Anyways, it seems kind of foolish that I've never been to I.B.'s. Smoke's Poutinerie across the street used to be my fry fix, but they're overpriced and le poutine does not appeal to me. Their fries are flaccid and overly salty. They also look withered. I.B.'s better hold their shape, are a more appetizing golden color, and have better crisp-crunch. Imagery.
I claim to be a red-blooded, fast-food-eating, salt-of-the-earth gal that doesn't care about pretty plating and food trends, but I did, in fact, cut up an avocado and mix it about with my fries. I did it in broad daylight on Durant Ave with my Swiss Army knife, so I did redeem some of my dignity. Cheese curds and gravy a la Smoke's does not appeal to me, as I would like to still have some brain function after a meal.
By far the coolest thing about I.B.'s is their condiment bar. Behold:
I put horseradish, kimchi aioli, ranch, sriracha, and a blizzard of Tajín over those fries. Fuck le poutinerie for only having malt vinegar and ketchup. Avocado on top. By the way, I got the small order of fries in a large container for better ingredient mixing.
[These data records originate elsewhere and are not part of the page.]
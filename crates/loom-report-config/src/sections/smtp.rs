// Copyright (c) 2025 Geoffrey Huntley <ghuntley@ghuntley.com>. All rights reserved.
// SPDX-License-Identifier: Proprietary

//! SMTP delivery section.

use std::time::Duration;

use loom_report_core::SecretString;
use serde::{Deserialize, Serialize};

use super::DEFAULT_TIMEOUT_SECS;
use crate::error::ConfigError;

const DEFAULT_PORT: u16 = 25;
const DEFAULT_SUBJECT: &str = "Error report";
const DEFAULT_BODY: &str = "Log Files are attached";
const DEFAULT_ATTACHMENT_NAME: &str = "Report.zip";

/// Transport security for the SMTP connection.
#[derive(Debug, Clone, Copy, PartialEq, Eq, Default, Serialize, Deserialize)]
#[serde(rename_all = "lowercase")]
pub enum TlsMode {
	/// Plain connection.
	#[default]
	None,
	StartTls,
	/// Implicit TLS from the first byte.
	Tls,
}

impl std::str::FromStr for TlsMode {
	type Err = ConfigError;

	fn from_str(value: &str) -> Result<Self, Self::Err> {
		match value.to_lowercase().as_str() {
			"none" | "false" => Ok(Self::None),
			"starttls" => Ok(Self::StartTls),
			"tls" | "true" => Ok(Self::Tls),
			_ => Err(ConfigError::invalid_value(
				"smtp.tls",
				format!("'{value}', expected none, starttls or tls"),
			)),
		}
	}
}

#[derive(Debug, Clone, Default, Serialize, Deserialize)]
pub struct SmtpConfigLayer {
	pub host: Option<String>,
	pub port: Option<u16>,
	pub username: Option<String>,
	#[serde(skip_serializing)]
	pub password: Option<SecretString>,
	/// Authenticate with whatever the environment provides when no
	/// explicit username is set.
	pub use_default_credentials: Option<bool>,
	pub tls: Option<TlsMode>,
	pub from: Option<String>,
	pub to: Option<Vec<String>>,
	pub reply_to: Option<String>,
	pub subject: Option<String>,
	pub body: Option<String>,
	pub attachment_name: Option<String>,
	pub timeout_secs: Option<u64>,
}

impl SmtpConfigLayer {
	pub fn merge(&mut self, other: Self) {
		if other.host.is_some() {
			self.host = other.host;
		}
		if other.port.is_some() {
			self.port = other.port;
		}
		if other.username.is_some() {
			self.username = other.username;
		}
		if other.password.is_some() {
			self.password = other.password;
		}
		if other.use_default_credentials.is_some() {
			self.use_default_credentials = other.use_default_credentials;
		}
		if other.tls.is_some() {
			self.tls = other.tls;
		}
		if other.from.is_some() {
			self.from = other.from;
		}
		if other.to.is_some() {
			self.to = other.to;
		}
		if other.reply_to.is_some() {
			self.reply_to = other.reply_to;
		}
		if other.subject.is_some() {
			self.subject = other.subject;
		}
		if other.body.is_some() {
			self.body = other.body;
		}
		if other.attachment_name.is_some() {
			self.attachment_name = other.attachment_name;
		}
		if other.timeout_secs.is_some() {
			self.timeout_secs = other.timeout_secs;
		}
	}

	/// `Ok(None)` when no host is set.
	pub fn build(self) -> Result<Option<SmtpConfig>, ConfigError> {
		let Some(host) = self.host.filter(|h| !h.trim().is_empty()) else {
			return Ok(None);
		};

		let from = self
			.from
			.filter(|f| !f.trim().is_empty())
			.ok_or_else(|| ConfigError::Validation("smtp.from is required when smtp.host is set".into()))?;

		let to: Vec<String> = self
			.to
			.unwrap_or_default()
			.into_iter()
			.map(|t| t.trim().to_string())
			.filter(|t| !t.is_empty())
			.collect();
		if to.is_empty() {
			return Err(ConfigError::Validation(
				"smtp.to needs at least one recipient".into(),
			));
		}

		if self.password.is_some() && self.username.is_none() {
			return Err(ConfigError::Validation(
				"smtp.password is set without smtp.username".into(),
			));
		}

		Ok(Some(SmtpConfig {
			host,
			port: self.port.unwrap_or(DEFAULT_PORT),
			username: self.username,
			password: self.password,
			use_default_credentials: self.use_default_credentials.unwrap_or(false),
			tls: self.tls.unwrap_or_default(),
			from,
			to,
			reply_to: self.reply_to.filter(|r| !r.trim().is_empty()),
			subject: self.subject.unwrap_or_else(|| DEFAULT_SUBJECT.to_string()),
			body: self.body.unwrap_or_else(|| DEFAULT_BODY.to_string()),
			attachment_name: self
				.attachment_name
				.unwrap_or_else(|| DEFAULT_ATTACHMENT_NAME.to_string()),
			timeout: Duration::from_secs(self.timeout_secs.unwrap_or(DEFAULT_TIMEOUT_SECS)),
		}))
	}
}

#[derive(Debug, Clone)]
pub struct SmtpConfig {
	pub host: String,
	pub port: u16,
	pub username: Option<String>,
	pub password: Option<SecretString>,
	pub use_default_credentials: bool,
	pub tls: TlsMode,
	pub from: String,
	pub to: Vec<String>,
	pub reply_to: Option<String>,
	pub subject: String,
	pub body: String,
	pub attachment_name: String,
	pub timeout: Duration,
}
In summary: fuck GBC for getting rid of fries, but I.B.'s condiments are far superior; cheaper and better-tasting than le poutinerie; $2.49 for a small order of naked fries, customize to your heart's content.
I've been writing secondaries all month so this here was a bit of a writing break. Another remark: the regular fries are far superior to the sweet potato fries, which come with a bizarre garlic sauce. I am told to be suspicious of the hoagies, which are very reasonably priced.